There is genuine fear by each leader over each one's life and power grip over their country. Saudi Arabia perhaps did the best to avert its overthrow by passing the equivalent of a 10% of GDP stimulus, which served as the equivalent of a 1.4 Trillion dollar stimulus in US terms. See Saudi Arabia Stimulus Package below.
Now we begin the next phase, perhaps the economic turmoil that lies ahead will usher in the final leader of the world under a promise of peace and economic stability. The massive amounts of debt that the world has incurred over just the last two years since the economic crash of 2008 is almost impossible to be repaid.
So we begin....
Activists Say Syrian Troops Kill at Least 52
BEIRUT – Syrian forces intensified their crackdown on an eastern city Sunday as they try to keep the anti-government uprising from escalating during the Muslim holy month of Ramadan. The assault and similar operations in at least two other towns killed at least 52 people, according to human rights groups, and the toll looked likely to rise.
The worst violence was in the eastern city of Deir el-Zour, where troops stepped up a siege that had already been going on for days. At least 42 people were killed in a raid on the city that began before dawn, said Abdul-Karim Rihawi, the Damascus-based chief of the Syrian Human Rights League and Ammar Qurabi, who heads the National Organization for Human Rights in Syria.
Amateur video posted online by activists showed what it said were parts of Deir el-Zour with the sound of heavy cracks of gunfire and prayers blaring from loudspeakers. Another video showed Syrian troops on a hill as they positioned an anti-aircraft gun. An activist in the city told The Associated Press the military attacked before dawn from four sides and took control of eight neighborhoods.

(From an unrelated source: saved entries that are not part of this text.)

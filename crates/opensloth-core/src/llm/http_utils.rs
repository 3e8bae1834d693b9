//! HTTP utilities for LLM providers
//!
//! Shared request/response handling for the vendor adapters.

use crate::llm::LlmError;
use crate::utils::truncate_str;
use reqwest::header::RETRY_AFTER;
use reqwest::Client as HttpClient;
use reqwest::StatusCode;
use serde_json::Value;
use std::time::Duration;

/// Longest error body kept in an error message
const MAX_ERROR_BODY_CHARS: usize = 500;

/// Creates an HTTP client with the configured LLM timeout.
///
/// The timeout prevents a stuck vendor from blocking a chat forever.
#[must_use]
pub fn create_http_client(timeout_secs: u64) -> HttpClient {
    HttpClient::builder()
        .timeout(Duration::from_secs(timeout_secs))
        .build()
        .unwrap_or_else(|_| HttpClient::new())
}

/// Joins a base URL and a path without doubling slashes.
#[must_use]
pub fn join_url(base: &str, path: &str) -> String {
    format!(
        "{}/{}",
        base.trim_end_matches('/'),
        path.trim_start_matches('/')
    )
}

/// Sends an HTTP POST request with JSON body and returns parsed JSON response.
///
/// # Arguments
/// * `client` - HTTP client to use
/// * `url` - Target URL
/// * `body` - JSON body to send
/// * `auth_header` - Optional authorization header value (e.g., "Bearer token")
/// * `extra_headers` - Additional headers as key-value pairs
///
/// # Errors
///
/// Returns `LlmError::NetworkError` on connectivity issues, `LlmError::RateLimit` on 429,
/// `LlmError::ApiError` on other non-success status codes,
/// or `LlmError::JsonError` if parsing fails.
pub async fn send_json_request(
    client: &HttpClient,
    url: &str,
    body: &Value,
    auth_header: Option<&str>,
    extra_headers: &[(&str, &str)],
) -> Result<Value, LlmError> {
    let mut request = client.post(url).json(body);

    if let Some(auth) = auth_header {
        request = request.header("Authorization", auth);
    }

    for (key, value) in extra_headers {
        request = request.header(*key, *value);
    }

    let response = request
        .send()
        .await
        .map_err(|e| LlmError::NetworkError(e.to_string()))?;

    let status = response.status();
    if !status.is_success() {
        let wait_secs = response
            .headers()
            .get(RETRY_AFTER)
            .and_then(|v| v.to_str().ok())
            .and_then(|v| v.trim().parse::<u64>().ok());
        let error_text = response.text().await.unwrap_or_default();
        return Err(status_error(status, &error_text, wait_secs));
    }

    response
        .json()
        .await
        .map_err(|e| LlmError::JsonError(e.to_string()))
}

/// Maps a non-success response to an error, hiding HTML error pages.
fn status_error(status: StatusCode, error_text: &str, wait_secs: Option<u64>) -> LlmError {
    let trimmed = error_text.trim_start();
    // Nginx and other proxies answer with HTML pages
    let is_html = trimmed.starts_with("<!DOCTYPE")
        || trimmed.starts_with("<html")
        || trimmed.starts_with("<HTML");

    let clean_message = if is_html {
        format!("API error: {status} (Server returned HTML error page)")
    } else if error_text.chars().count() > MAX_ERROR_BODY_CHARS {
        format!(
            "API error: {status} - {}... (truncated)",
            truncate_str(error_text, MAX_ERROR_BODY_CHARS)
        )
    } else {
        format!("API error: {status} - {error_text}")
    };

    if status == StatusCode::TOO_MANY_REQUESTS {
        return LlmError::RateLimit {
            wait_secs,
            message: clean_message,
        };
    }
    if matches!(status, StatusCode::UNAUTHORIZED | StatusCode::FORBIDDEN) {
        return LlmError::MissingConfig(clean_message);
    }
    LlmError::ApiError(clean_message)
}

#[cfg(test)]
mod tests {
    use super::*;

    #[test]
    fn test_join_url() {
        assert_eq!(
            join_url("https://api.openai.com/v1/", "/chat/completions"),
            "https://api.openai.com/v1/chat/completions"
        );
        assert_eq!(join_url("http://localhost:11434", "api/chat"), "http://localhost:11434/api/chat");
    }

    #[test]
    fn test_html_error_pages_are_hidden() {
        let err = status_error(StatusCode::BAD_GATEWAY, "<html><body>502</body></html>", None);
        assert!(matches!(err, LlmError::ApiError(ref m) if m.contains("HTML error page")));
    }

    #[test]
    fn test_rate_limit_keeps_wait_hint() {
        let err = status_error(StatusCode::TOO_MANY_REQUESTS, "slow down", Some(7));
        assert!(matches!(
            err,
            LlmError::RateLimit {
                wait_secs: Some(7),
                ..
            }
        ));
    }

    #[test]
    fn test_long_errors_are_truncated() {
        let body = "x".repeat(2000);
        let err = status_error(StatusCode::BAD_REQUEST, &body, None);
        let LlmError::ApiError(message) = err else {
            panic!("expected ApiError");
        };
        assert!(message.ends_with("(truncated)"));
        assert!(message.len() < 600);
    }
}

"Humanitarian conditions in the city are very bad because it has been under siege for nine days," the activist said on condition of anonymity for fear of reprisals. "There is lack of medicine, baby formula, food and gasoline. The city is totally paralyzed."
The attack on Deir el-Zour is part of the latest phase of the government crackdown that began a week ago, just before the start of Ramadan when many Muslims fast from dawn to dusk, then eat festive meals and gather in mosques for special nightly prayers. The government has been trying to prevent the large mosque gatherings from turning into a new wave of anti-government protests, like those that have been sweeping the country since mid-March.
The government's crackdown has left more than 1,700 dead, according to activists and human rights groups. President Bashar Assad's regime disputes the toll and blames a foreign conspiracy for the unrest.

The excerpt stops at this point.